Курортник даже поперхнулся водой.
— Что же случится в Ноттингеме тридцать шестого года? — спросил он, перестав кашлять.
— А вот прочитаете, и узнаете.
— Вдруг не доживу.
— До тридцать шестого года? — Арехин оценивающе оглядел собеседника. — Доживёте, доживёте. Но напишу что-нибудь и раньше. Я решил писать мемуары каждые пять лет — на всякий случай.
— Умно, — согласился Михаил Афанасьевич. — Человек не знает своей судьбы. Думаешь жить вечно, или, по крайней мере, до последних зубов, а случай, рок или парни из подворотни распорядятся по-своему.
— Что, в Москве по-прежнему пошаливают?
— Гораздо, гораздо меньше, нежели в царское время, а скоро преступность искоренят полностью, — сказал курортник, но сказал голосом тусклым, заезженным.
— Рад за москвичей, но теперь мне пора на променад — Арехин щелкнул крышкой часов, поднялся со скамьи и пошёл прочь от словоохотливого курортника.
Серпантин дорожки поднимал его вверх, и Арехин видел, как к новознакомцу со стороны Пятачка подошли двое парней помоложе, но тоже вида вполне приличного, и троица вполголоса занялась обсуждениями планов на день. Михаил Афанасьевич желал идти на Малое Седло, а потом уже шашлыки и вино, молодежь, напротив, хотела сначала шашлыков и вина, а потом уже прогулку, а после прогулки, так и быть, шашлыков и вина.
Но дорожка уводила всё дальше, и вскоре троица осталась и позади, и внизу.
Через сорок пять минут, точно по плану, Арехин поднялся к Храму Воздуха — так торжественно назвали павильончик, и правильно назвали, место голое, ничего, кроме воздуха, вокруг не было. Но уж воздух был всем воздухам воздух.
В павильончике сидел человек в белом халате, верно, тоже фельдшер военного времени, предлагая всем желающим за малую мзду измерить рост, вес, артериальное давление и посчитать пульс «точно, с гарантией, по научной методе». Кроме того всякий мог осмотреть окрестности в цейсовский бинокль или даже в телескопчик, стоявший на массивной треноге. Эльбрус в ясную погоду представал во всей красе.
— Сегодня вы весите шестьдесят девять килограммов четыреста граммов при росте метр семьдесят три, давление сто двадцать миллиметров ртутного столба верхнее, семьдесят пять миллиметров ртутного столба нижнее, пульс шестьдесят, — и человек в белом халате аккуратным почерком записал всё на зелёный бланк с шапкой «Храм Воздуха».

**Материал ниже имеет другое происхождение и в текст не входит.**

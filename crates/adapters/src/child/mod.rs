// SPDX-License-Identifier: BUSL-1.1
// Copyright (c) 2026 Alfred Jean LLC

//! Child CLI process adapter.
//!
//! One child process per agent turn. The adapter owns spawning, signal
//! delivery, and the raw line stream; interpreting those lines is the
//! engine's job.

pub mod cli;
#[cfg(any(test, feature = "test-support"))]
pub mod fake;

use async_trait::async_trait;
use std::collections::BTreeMap;
use std::path::PathBuf;
use std::time::Duration;
use thiserror::Error;
use tokio::sync::mpsc;
use warden_core::AgentId;

pub use cli::CliChildAdapter;

/// Raw output from a child process, delivered in stream order.
///
/// `Exited` is always the final item for a given child.
#[derive(Debug, Clone, PartialEq, Eq)]
pub enum ChildOutput {
    Stdout(String),
    Stderr(String),
    Exited(Option<i32>),
}

/// Everything needed to start one child process.
#[derive(Debug, Clone)]
pub struct ChildSpawnConfig {
    pub agent_id: AgentId,
    /// CLI binary (name or path).
    pub program: String,
    pub args: Vec<String>,
    /// Complete child environment; the parent env is not inherited.
    pub env: BTreeMap<String, String>,
    pub cwd: PathBuf,
}

/// Errors from child process operations.
#[derive(Debug, Error)]
pub enum ChildAdapterError {
    #[error("spawn failed: {0}")]
    SpawnFailed(String),
    #[error("no live child for agent: {0}")]
    NotFound(String),
    #[error("signal failed: {0}")]
    SignalFailed(String),
}

/// Seam between the engine and the operating system.
///
/// Implementations hold a registry keyed by agent id; an agent owns at most
/// one live child at a time.
#[async_trait]
pub trait ChildAdapter: Clone + Send + Sync + 'static {
    /// Spawn a child. Output (stdout, stderr, exit) flows into `output_tx`;
    /// the adapter guarantees `Exited` is the last item sent.
    async fn spawn(
        &self,
        config: ChildSpawnConfig,
        output_tx: mpsc::Sender<ChildOutput>,
    ) -> Result<(), ChildAdapterError>;

    /// Terminate the child's process tree.
    ///
    /// With `grace`, SIGTERM first and SIGKILL after the grace period if
    /// still alive. With `None`, SIGKILL immediately.
    async fn kill(
        &self,
        agent_id: &AgentId,
        grace: Option<Duration>,
    ) -> Result<(), ChildAdapterError>;

    /// SIGSTOP the child.
    async fn pause(&self, agent_id: &AgentId) -> Result<(), ChildAdapterError>;

    /// SIGCONT the child.
    async fn resume(&self, agent_id: &AgentId) -> Result<(), ChildAdapterError>;

    /// Whether a live child is registered for this agent.
    fn has_child(&self, agent_id: &AgentId) -> bool;
}

/// Builder for the child CLI argument vector.
///
/// The flag order is part of the contract with the CLI:
/// `[--dangerously-skip-permissions] [--resume <sessionId>]
/// --input-format stream-json --output-format stream-json
/// [--max-turns N] [--model M] <prompt>`
#[derive(Debug, Clone, Default)]
pub struct CliInvocation {
    pub skip_permissions: bool,
    pub resume: Option<String>,
    pub max_turns: Option<u32>,
    pub model: Option<String>,
    pub prompt: String,
}

impl CliInvocation {
    pub fn build_args(&self) -> Vec<String> {
        let mut args = Vec::new();
        if self.skip_permissions {
            args.push("--dangerously-skip-permissions".to_string());
        }
        if let Some(session_id) = &self.resume {
            args.push("--resume".to_string());
            args.push(session_id.clone());
        }
        args.push("--input-format".to_string());
        args.push("stream-json".to_string());
        args.push("--output-format".to_string());
        args.push("stream-json".to_string());
        if let Some(max_turns) = self.max_turns {
            args.push("--max-turns".to_string());
            args.push(max_turns.to_string());
        }
        if let Some(model) = &self.model {
            args.push("--model".to_string());
            args.push(model.clone());
        }
        args.push(self.prompt.clone());
        args
    }
}

#[cfg(test)]
#[path = "mod_tests.rs"]
mod tests;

Оптом всё удовольствие стоило двугривенный, но Арехин, поощряя развитие медицины и принимая во внимание, что одна нога фельдшера была деревянной, отдал очередной полтинник.
— Если у вас болят глаза, могу предложить отличнейшие капли, — сказал фельдшер, на что Арехин ответил, что глаза у него не болят, а тёмные очки он носит по давней привычке, да и солнце здесь горное, слепит.
— Да, солнце у нас отличное, — согласился фельдшер, и пожелал Арехину счастливо продолжить променад.
Он и продолжил, благо вода была выпита и кружка уложена в сумку.